Probabilmente non vi suonerà nuova questa teoria, e infatti i più attenti e cinefili di voi coglieranno subito come questa sia proprio il tema centrale del film cult Fight Club, diretto da David Fincher e basato sull’omonimo romanzo di Chuck Palahniuk pubblicato nel 1996, lo stesso anno in cui Unabomber venne catturato. Coincidenza?
Inoltre Ted Kaczynski firmava le sue numerose lettere indirizzate alle redazioni giornalistiche alle quali chiedeva di pubblicare il suo manifesto proprio con le iniziali FC acronimo per Freedom Club, che Palahniuk trasformerà qualche mese dopo in Fight Club. Altra coincidenza?
Volendo forzare un po’ la mano ci si potrebbe ricollegare anche ad un’altra serie tv, creata da Sam Esmail e in onda dal 2015, Mr Robot, in cui il protagonista, Eliot Anderson, è il leader di un gruppo di hacktivisti chiamato FSociety. In questo caso, però, Eliot è un giovane informatico, sociofobico, che utilizza proprio la tecnologia e in particolare appunto l’informatica per tentare una rivoluzione: ancora una volta un ribaltamento della società contemporanea, messo in atto per tentare di liberare l’umanità dai debiti con le banche per smascherare la corruzione e i corruttori che ai suoi occhi stanno distruggendo il mondo.
Anche in Italia abbiamo avuto il nostro Unabomber, anche se forse i lettori più giovani non lo ricorderanno. Il riferimento è al caso dell’attentatore che colpì il nord-est tra il 1993 e il 2006. Tutt’oggi pochi sono gli elementi indiziari in mano alle autorità italiane, nessun movente e qualche sospetto.
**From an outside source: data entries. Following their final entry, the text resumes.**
//! Closed enumerations describing interventions, subjects and the
//! evaluation context.

use std::collections::BTreeSet;
use std::fmt;

use serde::{Deserialize, Serialize};

/// One renovation category eligible for the incentive.
#[derive(Debug, Clone, Copy, PartialEq, Eq, PartialOrd, Ord, Hash, Serialize, Deserialize)]
pub enum InterventionId {
    #[serde(rename = "opache")]
    OpaqueInsulation,
    #[serde(rename = "serramenti")]
    WindowReplacement,
    #[serde(rename = "schermature")]
    SolarShading,
    #[serde(rename = "nzeb")]
    NzebTransformation,
    #[serde(rename = "illuminazione")]
    Lighting,
    #[serde(rename = "building_automation")]
    BuildingAutomation,
    #[serde(rename = "ricarica_veicoli")]
    EvCharging,
    #[serde(rename = "fotovoltaico")]
    PhotovoltaicStorage,
    #[serde(rename = "pompa_calore")]
    HeatPump,
    #[serde(rename = "biomassa")]
    Biomass,
}

/// Policy family an intervention belongs to.
#[derive(Debug, Clone, Copy, PartialEq, Eq, Serialize, Deserialize)]
#[serde(rename_all = "snake_case")]
pub enum InterventionFamily {
    /// Energy-efficiency works on the building (Titolo II).
    Envelope,
    /// Thermal generation from renewable sources (Titolo III).
    Generation,
}

impl InterventionId {
    pub const ALL: [InterventionId; 10] = [
        InterventionId::OpaqueInsulation,
        InterventionId::WindowReplacement,
        InterventionId::SolarShading,
        InterventionId::NzebTransformation,
        InterventionId::Lighting,
        InterventionId::BuildingAutomation,
        InterventionId::EvCharging,
        InterventionId::PhotovoltaicStorage,
        InterventionId::HeatPump,
        InterventionId::Biomass,
    ];

    /// Stable key used in project files and by the registry.
    pub fn key(&self) -> &'static str {
        match self {
            InterventionId::OpaqueInsulation => "opache",
            InterventionId::WindowReplacement => "serramenti",
            InterventionId::SolarShading => "schermature",
            InterventionId::NzebTransformation => "nzeb",
            InterventionId::Lighting => "illuminazione",
            InterventionId::BuildingAutomation => "building_automation",
            InterventionId::EvCharging => "ricarica_veicoli",
            InterventionId::PhotovoltaicStorage => "fotovoltaico",
            InterventionId::HeatPump => "pompa_calore",
            InterventionId::Biomass => "biomassa",
        }
    }

    pub fn parse(key: &str) -> Option<Self> {
        let key = key.trim().to_ascii_lowercase();
        Self::ALL.into_iter().find(|id| id.key() == key)
    }

    pub fn family(&self) -> InterventionFamily {
        match self {
            InterventionId::HeatPump | InterventionId::Biomass => InterventionFamily::Generation,
            _ => InterventionFamily::Envelope,
        }
    }

    /// Human-readable label used in explanation steps.
    pub fn label(&self) -> &'static str {
        match self {
            InterventionId::OpaqueInsulation => "isolamento superfici opache",
            InterventionId::WindowReplacement => "sostituzione chiusure trasparenti",
            InterventionId::SolarShading => "schermature solari",
            InterventionId::NzebTransformation => "trasformazione in NZEB",
            InterventionId::Lighting => "illuminazione efficiente",
            InterventionId::BuildingAutomation => "building automation",
            InterventionId::EvCharging => "infrastrutture di ricarica veicoli elettrici",
            InterventionId::PhotovoltaicStorage => "fotovoltaico con accumulo",
            InterventionId::HeatPump => "pompe di calore",
            InterventionId::Biomass => "generatori a biomassa",
        }
    }
}

impl fmt::Display for InterventionId {
    fn fmt(&self, f: &mut fmt::Formatter<'_>) -> fmt::Result {
        write!(f, "{}", self.key())
    }
}

/// Category of the subject requesting the incentive.
#[derive(Debug, Clone, Copy, PartialEq, Eq, PartialOrd, Ord, Hash, Serialize, Deserialize)]
pub enum SubjectType {
    #[serde(rename = "privato")]
    PrivateIndividual,
    #[serde(rename = "terziario_piccola")]
    TertiarySmall,
    #[serde(rename = "terziario_media")]
    TertiaryMedium,
    #[serde(rename = "terziario_grande")]
    TertiaryLarge,
    #[serde(rename = "pubblica_amministrazione")]
    PublicAdministration,
}

impl SubjectType {
    pub fn key(&self) -> &'static str {
        match self {
            SubjectType::PrivateIndividual => "privato",
            SubjectType::TertiarySmall => "terziario_piccola",
            SubjectType::TertiaryMedium => "terziario_media",
            SubjectType::TertiaryLarge => "terziario_grande",
            SubjectType::PublicAdministration => "pubblica_amministrazione",
        }
    }
}

impl fmt::Display for SubjectType {
    fn fmt(&self, f: &mut fmt::Formatter<'_>) -> fmt::Result {
        write!(f, "{}", self.key())
    }
}

#[derive(Debug, Clone, Copy, PartialEq, Eq, Hash, Serialize, Deserialize)]
#[serde(rename_all = "snake_case")]
pub enum BuildingSubcategory {
    Scuola,
    Ospedale,
    Uffici,
    Residenziale,
    Altro,
}

/// Climate zone classification (A warmest, F coldest).
#[derive(Debug, Clone, Copy, PartialEq, Eq, PartialOrd, Ord, Hash, Serialize, Deserialize)]
pub enum ClimateZone {
    A,
    B,
    C,
    D,
    E,
    F,
}

impl ClimateZone {
    /// Zones D, E and F use the higher specific-cost caps.
    pub fn is_cold(&self) -> bool {
        matches!(self, ClimateZone::D | ClimateZone::E | ClimateZone::F)
    }
}

impl fmt::Display for ClimateZone {
    fn fmt(&self, f: &mut fmt::Formatter<'_>) -> fmt::Result {
        let letter = match self {
            ClimateZone::A => "A",
            ClimateZone::B => "B",
            ClimateZone::C => "C",
            ClimateZone::D => "D",
            ClimateZone::E => "E",
            ClimateZone::F => "F",
        };
        write!(f, "{}", letter)
    }
}

/// Additional rate increments a project may claim.
#[derive(Debug, Clone, Copy, PartialEq, Eq, PartialOrd, Ord, Hash, Serialize, Deserialize)]
#[serde(rename_all = "snake_case")]
pub enum PremiumId {
    /// Components manufactured in the European Union.
    ComponentiUe,
    /// Envelope works paired with a generator replacement.
    AbbinamentoGeneratore,
}

impl PremiumId {
    pub fn key(&self) -> &'static str {
        match self {
            PremiumId::ComponentiUe => "componenti_ue",
            PremiumId::AbbinamentoGeneratore => "abbinamento_generatore",
        }
    }
}

impl fmt::Display for PremiumId {
    fn fmt(&self, f: &mut fmt::Formatter<'_>) -> fmt::Result {
        write!(f, "{}", self.key())
    }
}

/// Municipality attributes of the building owner.
#[derive(Debug, Clone, Copy, Default, PartialEq, Eq, Serialize, Deserialize)]
pub struct MunicipalityFlags {
    #[serde(default)]
    pub is_comune: bool,
    #[serde(default)]
    pub is_edificio_comunale: bool,
    #[serde(default)]
    pub is_piccolo_comune: bool,
}

impl MunicipalityFlags {
    /// Building owned by a small municipality.
    pub fn small_municipality_building(&self) -> bool {
        self.is_comune && self.is_edificio_comunale && self.is_piccolo_comune
    }
}

/// Immutable evaluation context shared by every intervention of a project.
#[derive(Debug, Clone, Default, PartialEq, Eq, Serialize, Deserialize)]
pub struct Context {
    #[serde(default)]
    pub selected_interventions: BTreeSet<InterventionId>,
    #[serde(default)]
    pub selected_premiums: BTreeSet<PremiumId>,
    #[serde(default)]
    pub building_subcategory: Option<BuildingSubcategory>,
    #[serde(default)]
    pub municipality: MunicipalityFlags,
}

impl Context {
    pub fn new() -> Self {
        Self::default()
    }

    pub fn with_subcategory(mut self, subcategory: BuildingSubcategory) -> Self {
        self.building_subcategory = Some(subcategory);
        self
    }

    pub fn with_municipality(mut self, municipality: MunicipalityFlags) -> Self {
        self.municipality = municipality;
        self
    }

    pub fn with_intervention(mut self, id: InterventionId) -> Self {
        self.selected_interventions.insert(id);
        self
    }

    pub fn with_premium(mut self, premium: PremiumId) -> Self {
        self.selected_premiums.insert(premium);
        self
    }

    /// True when the project also replaces a heat generator.
    pub fn includes_generator(&self) -> bool {
        self.selected_interventions
            .iter()
            .any(|id| id.family() == InterventionFamily::Generation)
    }
}

#[cfg(test)]
mod tests {
    use super::*;

    #[test]
    fn parse_round_trips_every_key() {
        for id in InterventionId::ALL {
            assert_eq!(InterventionId::parse(id.key()), Some(id));
        }
    }

    #[test]
    fn parse_is_case_insensitive_and_trims() {
        assert_eq!(
            InterventionId::parse("  Ricarica_Veicoli "),
            Some(InterventionId::EvCharging)
        );
        assert_eq!(InterventionId::parse("solare_termico"), None);
    }

    #[test]
    fn serde_keys_match_registry_keys() {
        for id in InterventionId::ALL {
            let json = serde_json::to_value(id).unwrap();
            assert_eq!(json, serde_json::json!(id.key()));
        }
    }

    #[test]
    fn generator_detection_uses_family() {
        let ctx = Context::new().with_intervention(InterventionId::OpaqueInsulation);
        assert!(!ctx.includes_generator());
        let ctx = ctx.with_intervention(InterventionId::Biomass);
        assert!(ctx.includes_generator());
    }

    #[test]
    fn small_municipality_requires_all_flags() {
        let mut flags = MunicipalityFlags {
            is_comune: true,
            is_edificio_comunale: true,
            is_piccolo_comune: false,
        };
        assert!(!flags.small_municipality_building());
        flags.is_piccolo_comune = true;
        assert!(flags.small_municipality_building());
    }
}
Il caso è ancora aperto e per quanto ne sappiamo l’attentatore potrebbe essere morto, pentitosi e senza il coraggio di costituirsi, o solo in fase “quiescente”.
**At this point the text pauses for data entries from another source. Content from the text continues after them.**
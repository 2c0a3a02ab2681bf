//! Interventions priced per m² of treated surface: windows, shading,
//! nZEB transformation, lighting and building automation.

use rust_decimal::Decimal;

use super::{mismatched, Aggregate};
use crate::ceiling::surface_specific_cost;
use crate::numeric::{money, times};
use crate::trace::Tracer;
use crate::types::{InterventionId, InterventionParams};

pub(super) fn aggregate<T: Tracer>(
    id: InterventionId,
    params: &InterventionParams,
    trace: &mut T,
) -> Aggregate {
    let InterventionParams::Surface(params) = params else {
        return mismatched(id, params, trace);
    };

    let itot = params.declared_cost();
    match (params.costo_totale, params.costo_specifico) {
        (Some(total), _) => trace.step(|| format!("costo dichiarato {}", money(total))),
        (None, Some(specific)) => trace.step(|| {
            format!(
                "costo {} m² × {} = {}",
                params.superficie,
                money(specific),
                money(itot)
            )
        }),
        (None, None) => trace.step(|| "costo non dichiarato".to_string()),
    }

    let tabled = surface_specific_cost(id, params.zona).unwrap_or(Decimal::ZERO);
    // A declared specific cost lowers the tabled one, never raises it.
    let specific = match params.costo_specifico {
        Some(declared) => declared.max(Decimal::ZERO).min(tabled),
        None => tabled,
    };
    let cost_cap = if params.superficie > Decimal::ZERO {
        times(params.superficie, specific)
    } else {
        Decimal::ZERO
    };
    trace.var("costo_specifico_massimo", tabled);
    if let Some(declared) = params.costo_specifico {
        trace.var("costo_specifico_dichiarato", declared);
        trace.step(|| {
            format!(
                "costo specifico = min(dichiarato {}, massimo {}) = {}",
                money(declared),
                money(tabled),
                money(specific)
            )
        });
    }
    trace.step(|| {
        let zone = params
            .zona
            .map(|z| format!("zona {}", z))
            .unwrap_or_else(|| "zona non indicata".to_string());
        format!(
            "massimo ammissibile {} m² × {} ({}) = {}",
            params.superficie,
            money(specific),
            zone,
            money(cost_cap)
        )
    });

    Aggregate { itot, cost_cap }
}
Dopo questo breve e necessario excursus, ritorniamo a Manhunt: Unabomber.
Facendo un azzardo, si può affermare di aver trovato una sorta di prequel in Mindhunter, la serie tv prodotta da Netflix che si è proposta di approfondire la nascita di una nuova metodologia di indagine e la creazione della nuova figura del Profiler, alla quale categoria di professione appartiene Jim Fitzgerald, proprio l’agente dell’FBI che scoprì l’identità del “bombarolo” statunitense. A differenza che in Mindhunter, Manhunt: Unabomber cerca di penetrare non solo nella metodologia ma anche nella psicologia del serial killer. Ci viene raccontato come Ted Kaczynski si sia trasformato lentamente in Unabomber e ci viene descritto in maniera quasi commovente il suo passato, tanto che per un momento lo spettatore arriva quasi a sentirsi in colpa perché sente di star simpatizzando con un serial killer. Questa simpatia però durerà poco, giusto il tempo che il regista impiega a sbatterci in faccia, ancora una volta, che l’uomo per il quale abbiamo provato una sorta di commozione non è altri che un assassino che per sostenere i suoi ideali ha ucciso tre persone, rischiato la vita di molte altre e provocato danni irrimediabili.